One big concern is that some deals might not be approved at all because of these stricter rules. Even if deals aren’t blocked, they might take much longer to go through, making the process more uncertain and volatile.
This extra time can also make deals more expensive, and some buyers might not be able to afford the increased costs. In the worst cases, the long waiting time can lead to financial problems, and deals might fall apart.
To deal with these challenges, dealmakers are now thinking about the risk of competition issues from the very beginning of the deal process. They’re spending up to six months looking at the potential risks before they even start talking about the deal.

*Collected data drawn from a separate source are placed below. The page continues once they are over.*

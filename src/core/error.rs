//! Recoverable engine errors.
//!
//! Caller bugs (an out-of-range card index) panic instead; an exhausted deck
//! is not an error at all and shows up as fewer cards drawn.

use thiserror::Error;

use crate::cards::SetCard;

/// Errors returned by fallible engine operations.
#[derive(Clone, Debug, PartialEq, Eq, Error)]
pub enum GameError {
    /// Concentration needs at least one pair.
    #[error("pair count must be positive, got {0}")]
    InvalidPairCount(usize),

    /// Feature values are 1, 2 or 3.
    #[error("feature value must be 1, 2 or 3, got {0}")]
    InvalidVariant(u8),

    /// The card is not among the open cards; the caller's view is stale.
    #[error("card {0} is not in play")]
    CardNotOpen(SetCard),

    /// The same card was given more than once in one evaluation.
    #[error("card {0} was given more than once")]
    DuplicateCard(SetCard),
}

/// Result alias for engine operations.
pub type Result<T> = std::result::Result<T, GameError>;
//! Game configuration types.
//!
//! Each variant is configured by a plain serde struct, so a front end can
//! keep its settings in whatever format it likes:
//! - `ConcentrationConfig`: pair count, shuffle flag, seed, scoring
//! - `SetConfig`: initial deal, seed, scoring
//!
//! Missing fields fall back to the variant's defaults.

use serde::{Deserialize, Serialize};

use crate::scoring::ScoreTable;

fn default_pairs() -> usize {
    6
}

fn default_shuffle() -> bool {
    true
}

fn default_initial_deal() -> usize {
    12
}

fn concentration_scoring() -> ScoreTable {
    ScoreTable::concentration()
}

fn set_scoring() -> ScoreTable {
    ScoreTable::set_game()
}

/// Configuration for a Concentration game.
#[derive(Clone, Debug, PartialEq, Eq, Serialize, Deserialize)]
pub struct ConcentrationConfig {
    /// Number of pairs on the board. Must be positive.
    #[serde(default = "default_pairs")]
    pub pairs: usize,

    /// Shuffle the deck before play. Off leaves pairs adjacent.
    #[serde(default = "default_shuffle")]
    pub shuffle: bool,

    /// Seed for the shuffle.
    #[serde(default)]
    pub seed: u64,

    /// Score deltas.
    #[serde(default = "concentration_scoring")]
    pub scoring: ScoreTable,
}

impl Default for ConcentrationConfig {
    fn default() -> Self {
        Self {
            pairs: default_pairs(),
            shuffle: default_shuffle(),
            seed: 0,
            scoring: ScoreTable::concentration(),
        }
    }
}

/// Configuration for a Set game.
#[derive(Clone, Debug, PartialEq, Eq, Serialize, Deserialize)]
pub struct SetConfig {
    /// Cards opened when the game starts.
    #[serde(default = "default_initial_deal")]
    pub initial_deal: usize,

    /// Seed for random draws.
    #[serde(default)]
    pub seed: u64,

    /// Score deltas.
    #[serde(default = "set_scoring")]
    pub scoring: ScoreTable,
}

impl Default for SetConfig {
    fn default() -> Self {
        Self {
            initial_deal: default_initial_deal(),
            seed: 0,
            scoring: ScoreTable::set_game(),
        }
    }
}

#[cfg(test)]
mod tests {
    use super::*;

    #[test]
    fn test_concentration_defaults() {
        let config = ConcentrationConfig::default();
        assert_eq!(config.pairs, 6);
        assert!(config.shuffle);
        assert_eq!(config.scoring, ScoreTable::concentration());
    }

    #[test]
    fn test_partial_json_uses_defaults() {
        let config: ConcentrationConfig = serde_json::from_str(r#"{"pairs": 10}"#).unwrap();
        assert_eq!(config.pairs, 10);
        assert!(config.shuffle);
        assert_eq!(config.seed, 0);

        let config: SetConfig = serde_json::from_str(r#"{"seed": 7}"#).unwrap();
        assert_eq!(config.initial_deal, 12);
        assert_eq!(config.seed, 7);
        assert_eq!(config.scoring, ScoreTable::set_game());
    }

    #[test]
    fn test_custom_scoring_from_json() {
        let json = r#"{
            "initial_deal": 9,
            "scoring": { "match_found": 5, "mismatch_found": -1, "repeated_mismatch_penalty": 0 }
        }"#;
        let config: SetConfig = serde_json::from_str(json).unwrap();

        assert_eq!(config.initial_deal, 9);
        assert_eq!(config.scoring.match_found, 5);
        assert_eq!(config.scoring.mismatch_found, -1);
    }

    #[test]
    fn test_config_roundtrip() {
        let config = ConcentrationConfig {
            pairs: 8,
            shuffle: false,
            seed: 99,
            scoring: ScoreTable::concentration(),
        };
        let json = serde_json::to_string(&config).unwrap();
        let back: ConcentrationConfig = serde_json::from_str(&json).unwrap();
        assert_eq!(config, back);
    }
}
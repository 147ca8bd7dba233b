//! Card identification.
//!
//! Every card has a unique `CardId`. Concentration cards additionally carry
//! a `PairKey` shared by the two cards of a pair.
//!
//! ## Allocation
//!
//! Ids come from an `IdSequence` owned by the caller and threaded through
//! deck construction. The sequence is never reset, so several games built
//! from the same sequence never share an id.
//!
//! ```
//! use matching_engine::core::IdSequence;
//!
//! let mut ids = IdSequence::new();
//!
//! let key = ids.next_pair_key();
//! let a = ids.next_card_id();
//! let b = ids.next_card_id();
//!
//! assert_ne!(a, b);
//! assert_eq!(key.raw() + 1, a.raw());
//! ```

use serde::{Deserialize, Serialize};

/// Unique identifier for a card.
#[derive(Clone, Copy, Debug, PartialEq, Eq, PartialOrd, Ord, Hash, Serialize, Deserialize)]
pub struct CardId(pub u32);

impl CardId {
    /// Get the raw ID value.
    #[must_use]
    pub const fn raw(self) -> u32 {
        self.0
    }
}

impl From<u32> for CardId {
    fn from(id: u32) -> Self {
        Self(id)
    }
}

impl std::fmt::Display for CardId {
    fn fmt(&self, f: &mut std::fmt::Formatter<'_>) -> std::fmt::Result {
        write!(f, "Card({})", self.0)
    }
}

/// Matching key shared by both cards of a Concentration pair.
#[derive(Clone, Copy, Debug, PartialEq, Eq, PartialOrd, Ord, Hash, Serialize, Deserialize)]
pub struct PairKey(pub u32);

impl PairKey {
    /// Get the raw key value.
    #[must_use]
    pub const fn raw(self) -> u32 {
        self.0
    }
}

impl std::fmt::Display for PairKey {
    fn fmt(&self, f: &mut std::fmt::Formatter<'_>) -> std::fmt::Result {
        write!(f, "Pair({})", self.0)
    }
}

/// Monotonically increasing id counter.
///
/// Card ids and pair keys are drawn from the same counter, so every value
/// handed out by one sequence is distinct.
#[derive(Clone, Debug, PartialEq, Eq, Serialize, Deserialize)]
pub struct IdSequence {
    next: u32,
}

impl Default for IdSequence {
    fn default() -> Self {
        Self::new()
    }
}

impl IdSequence {
    /// Create a sequence whose first value is 1.
    #[must_use]
    pub const fn new() -> Self {
        Self { next: 1 }
    }

    /// Create a sequence starting at `first`.
    #[must_use]
    pub const fn starting_at(first: u32) -> Self {
        Self { next: first }
    }

    /// The value the next allocation will return.
    #[must_use]
    pub const fn peek(&self) -> u32 {
        self.next
    }

    fn advance(&mut self) -> u32 {
        let value = self.next;
        self.next = self
            .next
            .checked_add(1)
            .expect("id sequence exhausted");
        value
    }

    /// Allocate a new card ID.
    pub fn next_card_id(&mut self) -> CardId {
        CardId(self.advance())
    }

    /// Allocate a new pair key.
    pub fn next_pair_key(&mut self) -> PairKey {
        PairKey(self.advance())
    }
}

#[cfg(test)]
mod tests {
    use super::*;

    #[test]
    fn test_sequence_is_monotonic() {
        let mut ids = IdSequence::new();

        let a = ids.next_card_id();
        let b = ids.next_card_id();
        let c = ids.next_card_id();

        assert_eq!(a, CardId(1));
        assert_eq!(b, CardId(2));
        assert_eq!(c, CardId(3));
        assert_eq!(ids.peek(), 4);
    }

    #[test]
    fn test_keys_and_ids_share_counter() {
        let mut ids = IdSequence::starting_at(10);

        let key = ids.next_pair_key();
        let card = ids.next_card_id();

        assert_eq!(key.raw(), 10);
        assert_eq!(card.raw(), 11);
    }

    #[test]
    fn test_display() {
        assert_eq!(format!("{}", CardId(42)), "Card(42)");
        assert_eq!(format!("{}", PairKey(7)), "Pair(7)");
    }

    #[test]
    #[should_panic(expected = "exhausted")]
    fn test_exhausted_sequence_panics() {
        let mut ids = IdSequence::starting_at(u32::MAX);
        ids.next_card_id();
    }

    #[test]
    fn test_serialization() {
        let id = CardId(123);
        let json = serde_json::to_string(&id).unwrap();
        let deserialized: CardId = serde_json::from_str(&json).unwrap();
        assert_eq!(id, deserialized);
    }
}
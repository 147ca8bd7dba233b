//! Score events, policies and bookkeeping.

use im::Vector;
use serde::{Deserialize, Serialize};

/// An outcome that moves the score.
#[derive(Clone, Copy, Debug, PartialEq, Eq, Hash, Serialize, Deserialize)]
pub enum ScoreEvent {
    /// A valid match was found.
    MatchFound,
    /// An evaluated group did not match.
    MismatchFound,
    /// A card that was already seen took part in a mismatch.
    RepeatedMismatchPenalty,
}

/// Maps score events to score deltas.
///
/// Games are generic over the policy, so a variant can swap in its own
/// rules without touching the engine.
pub trait ScoringPolicy {
    /// Score change for `event`.
    fn delta(&self, event: ScoreEvent) -> i64;
}

/// Fixed table of deltas.
#[derive(Clone, Copy, Debug, PartialEq, Eq, Hash, Serialize, Deserialize)]
pub struct ScoreTable {
    pub match_found: i64,
    pub mismatch_found: i64,
    pub repeated_mismatch_penalty: i64,
}

impl ScoreTable {
    /// Set rules: +3 for a set, -5 for a wrong guess.
    #[must_use]
    pub const fn set_game() -> Self {
        Self {
            match_found: 3,
            mismatch_found: -5,
            repeated_mismatch_penalty: 0,
        }
    }

    /// Concentration rules: +2 per pair, -1 per already-seen card in a mismatch.
    #[must_use]
    pub const fn concentration() -> Self {
        Self {
            match_found: 2,
            mismatch_found: 0,
            repeated_mismatch_penalty: -1,
        }
    }
}

impl ScoringPolicy for ScoreTable {
    fn delta(&self, event: ScoreEvent) -> i64 {
        match event {
            ScoreEvent::MatchFound => self.match_found,
            ScoreEvent::MismatchFound => self.mismatch_found,
            ScoreEvent::RepeatedMismatchPenalty => self.repeated_mismatch_penalty,
        }
    }
}

/// One applied score change.
#[derive(Clone, Copy, Debug, PartialEq, Eq, Serialize, Deserialize)]
pub struct ScoreRecord {
    pub event: ScoreEvent,
    pub delta: i64,
}

/// Running score plus the history of every change.
///
/// History uses `im::Vector` so cloning a game stays cheap.
#[derive(Clone, Debug, Default, PartialEq, Eq)]
pub struct ScoreKeeper {
    score: i64,
    history: Vector<ScoreRecord>,
}

impl ScoreKeeper {
    /// Start at zero with no history.
    #[must_use]
    pub fn new() -> Self {
        Self::default()
    }

    /// Apply `event` under `policy`, returning the delta.
    pub fn apply<P: ScoringPolicy + ?Sized>(&mut self, event: ScoreEvent, policy: &P) -> i64 {
        let delta = policy.delta(event);
        self.score += delta;
        self.history.push_back(ScoreRecord { event, delta });
        delta
    }

    /// Current score. May be negative.
    #[must_use]
    pub fn score(&self) -> i64 {
        self.score
    }

    /// Every applied change, oldest first.
    #[must_use]
    pub fn history(&self) -> &Vector<ScoreRecord> {
        &self.history
    }

    /// Number of times `event` was applied.
    #[must_use]
    pub fn count(&self, event: ScoreEvent) -> usize {
        self.history.iter().filter(|r| r.event == event).count()
    }
}
//! Common surface of the matching games.
//!
//! Both variants implement `MatchingGame`, so a front end can show score
//! and progress without knowing which game it is driving.

use im::Vector;

use crate::scoring::ScoreRecord;

/// Progress of a game.
#[derive(Clone, Copy, Debug, PartialEq, Eq)]
pub enum GameStatus {
    /// Moves remain.
    InProgress,
    /// Nothing left to match.
    Complete {
        /// Final score.
        score: i64,
    },
}

impl GameStatus {
    /// Check if the game is over.
    #[must_use]
    pub fn is_complete(&self) -> bool {
        matches!(self, GameStatus::Complete { .. })
    }
}

/// Game trait.
///
/// ## Implementation Notes
///
/// - `score`: running total, may be negative
/// - `score_history`: one record per applied score event
/// - `status`: `Complete` once no further match is possible
pub trait MatchingGame {
    /// Card type the game deals in.
    type Card;

    /// Current score.
    fn score(&self) -> i64;

    /// Every score change so far, oldest first.
    fn score_history(&self) -> &Vector<ScoreRecord>;

    /// Whether play can continue.
    fn status(&self) -> GameStatus;
}

#[cfg(test)]
mod tests {
    use super::*;

    #[test]
    fn test_game_status() {
        assert!(!GameStatus::InProgress.is_complete());
        assert!(GameStatus::Complete { score: -4 }.is_complete());
    }
}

New rules also mean that companies need to provide more information upfront, which makes it more likely that their deal will be looked at again by regulators. Regulators are also paying close attention to the reasons behind deals and how they will work. If a deal looks too expensive or risky, it could be a problem.
Buyers and sellers are now being more careful when they decide who to involve in their deals, especially if they think there might be a competition problem. In some cases, buyers are looking for deals in places with easier rules.
Despite these concerns, many dealmakers are still interested in making deals. Even though some deals might take longer, most should still go through.
In this situation, it’s really important for dealmakers to think about competition risks early on. They’re preparing for more detailed checks, managing costs, and figuring out how long it will take. Deal makers are also looking at ways to make their deals safer from a competition point of view.
Also, in the tech industry, there are new rules to make sure big tech companies don’t get too much power. These rules are coming from the US, Europe, and China, and they’re affecting how tech companies can do mergers and acquisitions. So, everyone who’s making deals is keeping an eye on these changes.